Abstract:In this paper, we study the problem of MOOC quality evaluation which is essential for improving the course materials, promoting students' learning efficiency, and benefiting user services. While achieving promising performances, current works still suffer from the complicated interactions and relationships of entities in MOOC platforms. To tackle the challenges, we formulate the problem as a course representation learning task-based and develop an Information-aware Graph Representation Learning(IaGRL) for multi-view MOOC quality evaluation.
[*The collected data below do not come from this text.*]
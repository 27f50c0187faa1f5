use std::any::Any;
use std::panic::{self, AssertUnwindSafe};
use std::sync::Arc;

use parking_lot::Mutex;
use tokio::sync::oneshot;

use super::catalog::Catalog;
use super::compile::compile;
use super::config::ForgeConfig;
use super::error::Error;
use super::translate::{TranslationTable, Translator};
use super::worker::{TaskClass, WorkerPool};
use crate::model::compound::CompoundDef;
use crate::model::formula::Formula;
use crate::registry::{self, Registries, StationTable, Stations};

/// Definitions submitted together as one load wave.
#[derive(Debug, Clone, Default, PartialEq)]
pub struct Batch {
    pub compounds: Vec<CompoundDef>,
    pub formulas: Vec<Formula>,
}

impl Batch {
    pub fn new() -> Self {
        Self::default()
    }

    pub fn compound(
        mut self,
        key: impl Into<String>,
        name: impl Into<String>,
        formula: impl Into<String>,
    ) -> Self {
        self.compounds.push(CompoundDef {
            key: key.into(),
            name: name.into(),
            formula: formula.into(),
        });
        self
    }

    pub fn formula(mut self, formula: Formula) -> Self {
        self.formulas.push(formula);
        self
    }
}

impl From<Catalog> for Batch {
    fn from(catalog: Catalog) -> Self {
        Self {
            compounds: catalog.compounds,
            formulas: catalog.formulas,
        }
    }
}

/// Outcome of a completed load wave.
#[derive(Debug, Clone)]
pub struct WaveReport {
    /// Compound registry batch number of this wave.
    pub batch: u64,
    pub compounds_registered: usize,
    pub formulas_registered: usize,
    /// Per-entry compound rejections, in submission order.
    pub rejected_compounds: Vec<registry::Error>,
    /// Per-entry formula rejections, in submission order.
    pub rejected_formulas: Vec<registry::Error>,
    /// The table published by this wave.
    pub table: Arc<StationTable>,
}

impl WaveReport {
    pub fn stations(&self) -> usize {
        self.table.len()
    }

    pub fn recipes(&self) -> usize {
        self.table.recipe_count()
    }

    /// `true` if every submitted entry was registered.
    pub fn is_clean(&self) -> bool {
        self.rejected_compounds.is_empty() && self.rejected_formulas.is_empty()
    }
}

/// Pending result of a submitted wave.
#[derive(Debug)]
pub struct WaveHandle {
    batch: u64,
    rx: oneshot::Receiver<Result<WaveReport, Error>>,
}

impl WaveHandle {
    pub fn batch(&self) -> u64 {
        self.batch
    }

    /// Blocks until compilation finished. Inside an async runtime this
    /// returns [`Error::Worker`] instead of blocking; use
    /// [`WaveHandle::join`] there.
    pub fn wait(self) -> Result<WaveReport, Error> {
        if tokio::runtime::Handle::try_current().is_ok() {
            return Err(Error::Worker(
                "cannot block on a wave inside an async runtime; use join".to_string(),
            ));
        }
        self.rx.blocking_recv().unwrap_or_else(|_| Err(dropped()))
    }

    pub async fn join(self) -> Result<WaveReport, Error> {
        self.rx.await.unwrap_or_else(|_| Err(dropped()))
    }
}

fn dropped() -> Error {
    Error::Worker("compilation task ended without a result".to_string())
}

fn panicked(payload: Box<dyn Any + Send>) -> Error {
    let message = payload
        .downcast_ref::<&str>()
        .map(|s| s.to_string())
        .or_else(|| payload.downcast_ref::<String>().cloned())
        .unwrap_or_else(|| "unknown panic".to_string());
    Error::Worker(format!("station compilation panicked: {message}"))
}

#[derive(Default)]
struct WaveState {
    batch: u64,
    compounds_registered: usize,
    formulas_registered: usize,
    rejected_compounds: Vec<registry::Error>,
    rejected_formulas: Vec<registry::Error>,
}

/// Clears the shared loading marker when the wave ends, including by panic.
struct InFlight {
    stations: Arc<Stations>,
}

impl Drop for InFlight {
    fn drop(&mut self) {
        self.stations.finish_loading();
    }
}

/// Runs load waves over a set of registries.
///
/// A wave registers compounds, loads the compound registry, registers
/// formulas from the compound load callback, loads the formula registry, and
/// compiles stations on the worker pool from the formula load callback. The
/// compile step therefore always sees every formula of its wave.
///
/// At most one wave runs over a set of registries, however many
/// coordinators share them.
pub struct Coordinator {
    registries: Registries,
    namespace: String,
    translator: Arc<dyn Translator>,
    pool: Arc<WorkerPool>,
    catalog: Option<String>,
}

impl Coordinator {
    pub fn new(registries: Registries, config: &ForgeConfig) -> Result<Self, Error> {
        let translator = TranslationTable::load(config.translations.as_deref())?;
        Self::with_translator(registries, config, Arc::new(translator))
    }

    pub fn with_translator(
        registries: Registries,
        config: &ForgeConfig,
        translator: Arc<dyn Translator>,
    ) -> Result<Self, Error> {
        let pool = WorkerPool::new(config.effective_workers())?;
        Ok(Self {
            registries,
            namespace: config.namespace.clone(),
            translator,
            pool: Arc::new(pool),
            catalog: config.catalog.clone(),
        })
    }

    pub fn registries(&self) -> &Registries {
        &self.registries
    }

    pub fn namespace(&self) -> &str {
        &self.namespace
    }

    /// `true` while any wave over these registries is running.
    pub fn is_in_flight(&self) -> bool {
        self.registries.stations.is_loading()
    }

    /// Submits the configured catalog (or the embedded default) as a wave.
    pub fn submit_catalog(&self) -> Result<WaveHandle, Error> {
        let catalog = Catalog::load(self.catalog.as_deref())?;
        self.submit(catalog.into())
    }

    /// Starts a wave. Registration happens on the calling thread; the
    /// returned handle resolves once the station table is published.
    pub fn submit(&self, batch: Batch) -> Result<WaveHandle, Error> {
        if !self.registries.stations.begin_loading() {
            return Err(Error::WaveInFlight);
        }
        let guard = InFlight {
            stations: Arc::clone(&self.registries.stations),
        };

        let Batch {
            compounds,
            formulas,
        } = batch;
        tracing::info!(
            compounds = compounds.len(),
            formulas = formulas.len(),
            "starting load wave"
        );

        let state = Arc::new(Mutex::new(WaveState::default()));
        let (tx, rx) = oneshot::channel();

        for def in compounds {
            let key = def.key.clone();
            match self.registries.compounds.register_def(def) {
                Ok(_) => state.lock().compounds_registered += 1,
                Err(e) => {
                    tracing::warn!(key = %key, error = %e, "rejected compound");
                    state.lock().rejected_compounds.push(e);
                }
            }
        }

        self.queue_compile(Arc::clone(&state), tx, guard);
        self.queue_formula_setup(Arc::clone(&state), formulas);

        let summary = self.registries.compounds.load();
        Ok(WaveHandle {
            batch: summary.batch,
            rx,
        })
    }

    fn queue_formula_setup(&self, state: Arc<Mutex<WaveState>>, formulas: Vec<Formula>) {
        let registry = Arc::clone(&self.registries.formulas);
        self.registries.compounds.on_load_complete(move |summary| {
            state.lock().batch = summary.batch;
            for formula in formulas {
                let id = formula.id.clone();
                match registry.register(formula) {
                    Ok(_) => state.lock().formulas_registered += 1,
                    Err(e) => {
                        tracing::warn!(formula = %id, error = %e, "rejected formula");
                        state.lock().rejected_formulas.push(e);
                    }
                }
            }
            registry.load();
        });
    }

    fn queue_compile(
        &self,
        state: Arc<Mutex<WaveState>>,
        tx: oneshot::Sender<Result<WaveReport, Error>>,
        guard: InFlight,
    ) {
        let pool = Arc::clone(&self.pool);
        let registries = self.registries.clone();
        let namespace = self.namespace.clone();
        let translator = Arc::clone(&self.translator);

        self.registries.formulas.on_load_complete(move |_| {
            pool.spawn_blocking(TaskClass::Compile, move || {
                let result = panic::catch_unwind(AssertUnwindSafe(|| {
                    compile(&registries, &namespace, translator.as_ref())
                }))
                .unwrap_or_else(|payload| {
                    let e = panicked(payload);
                    tracing::error!(namespace = %namespace, error = %e, "station compilation failed");
                    Err(e)
                });
                let state = std::mem::take(&mut *state.lock());
                drop(guard);

                let report = result.map(|table| WaveReport {
                    batch: state.batch,
                    compounds_registered: state.compounds_registered,
                    formulas_registered: state.formulas_registered,
                    rejected_compounds: state.rejected_compounds,
                    rejected_formulas: state.rejected_formulas,
                    table,
                });
                if let Ok(report) = &report {
                    tracing::info!(
                        batch = report.batch,
                        stations = report.stations(),
                        recipes = report.recipes(),
                        rejected = report.rejected_compounds.len() + report.rejected_formulas.len(),
                        "load wave complete"
                    );
                }
                let _ = tx.send(report);
            });
        });
    }

    /// Recompiles the station table from the current registry contents on
    /// the calling thread. Serialized with wave compilations.
    pub fn recompile(&self) -> Result<Arc<StationTable>, Error> {
        compile(&self.registries, &self.namespace, self.translator.as_ref())
    }
}

#[cfg(test)]
mod tests {
    use super::*;
    use crate::model::formula::Reagent;
    use crate::registry::StationLookup;

    fn brine_batch() -> Batch {
        Batch::new()
            .compound("H2O", "Water", "H2O")
            .compound("NaCl", "Salt", "NaCl")
            .compound("Brine", "Brine", "H2ONaCl")
            .formula(Formula::new(
                "brine",
                vec![Reagent::new("H2O", 1.0), Reagent::new("NaCl", 1.0)],
                vec![Reagent::new("Brine", 1.0)],
            ))
    }

    fn coordinator() -> Coordinator {
        Coordinator::new(Registries::new(), &ForgeConfig::default()).unwrap()
    }

    #[test]
    fn wave_compiles_brine_scenario() {
        let coordinator = coordinator();
        let report = coordinator.submit(brine_batch()).unwrap().wait().unwrap();

        assert!(report.is_clean());
        assert_eq!(report.stations(), 3);
        assert_eq!(report.recipes(), 1);
        assert_eq!(report.table.get("Brine").unwrap().recipes().len(), 1);
        assert!(!coordinator.is_in_flight());

        let stations = &coordinator.registries().stations;
        assert!(matches!(stations.lookup("H2O"), StationLookup::Ready(_)));
        assert!(matches!(stations.lookup("Gold"), StationLookup::Absent));
    }

    #[test]
    fn rejections_are_reported_without_aborting() {
        let coordinator = coordinator();
        let batch = brine_batch()
            .compound("H2O", "Water again", "H2O")
            .formula(Formula::new(
                "transmute",
                vec![Reagent::new("H2O", 1.0)],
                vec![Reagent::new("Unobtainium", 1.0)],
            ));

        let report = coordinator.submit(batch).unwrap().wait().unwrap();

        assert_eq!(report.compounds_registered, 3);
        assert_eq!(report.formulas_registered, 1);
        assert_eq!(
            report.rejected_formulas,
            vec![registry::Error::unresolved("transmute", "Unobtainium")]
        );
        assert_eq!(report.rejected_compounds.len(), 1);
        assert!(!report.is_clean());
    }

    #[test]
    fn later_waves_extend_the_table() {
        let coordinator = coordinator();
        let first = coordinator.submit(brine_batch()).unwrap().wait().unwrap();
        assert_eq!(first.batch, 1);

        let second = coordinator
            .submit(Batch::new().compound("O2", "Oxygen", "O2"))
            .unwrap()
            .wait()
            .unwrap();

        assert_eq!(second.batch, 2);
        assert_eq!(second.stations(), 4);
        assert_eq!(first.stations(), 3);
    }

    #[test]
    fn recompile_uses_current_registries() {
        let coordinator = coordinator();
        coordinator.submit(brine_batch()).unwrap().wait().unwrap();
        let table = coordinator.recompile().unwrap();
        assert_eq!(table.len(), 3);
    }

    #[tokio::test]
    async fn join_resolves_inside_async_context() {
        let coordinator = coordinator();
        let report = coordinator.submit(brine_batch()).unwrap().join().await.unwrap();
        assert_eq!(report.stations(), 3);
    }

    #[tokio::test]
    async fn wait_refuses_to_block_inside_async_context() {
        let coordinator = coordinator();
        let handle = coordinator.submit(brine_batch()).unwrap();
        assert!(matches!(handle.wait(), Err(Error::Worker(_))));
    }
}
Specifically, We first build a MOOC Heterogeneous Network (HIN) to represent the interactions and relationships among entities in MOOC platforms. And then we decompose the MOOC HIN into multiple single-relation graphs based on meta-paths to depict the multi-view semantics of courses. The course representation learning can be further converted to a multi-view graph representation task. Different from traditional graph representation learning, the learned course representations are expected to match the following three types of validity: (1) the agreement on expressiveness between the raw course portfolio and the learned course representations; (2) the consistency between the representations in each view and the unified representations; (3) the alignment between the course and MOOC platform representations. Therefore, we propose to exploit mutual information for preserving the validity of course representations. We conduct extensive experiments over real-world MOOC datasets to demonstrate the effectiveness of our proposed method.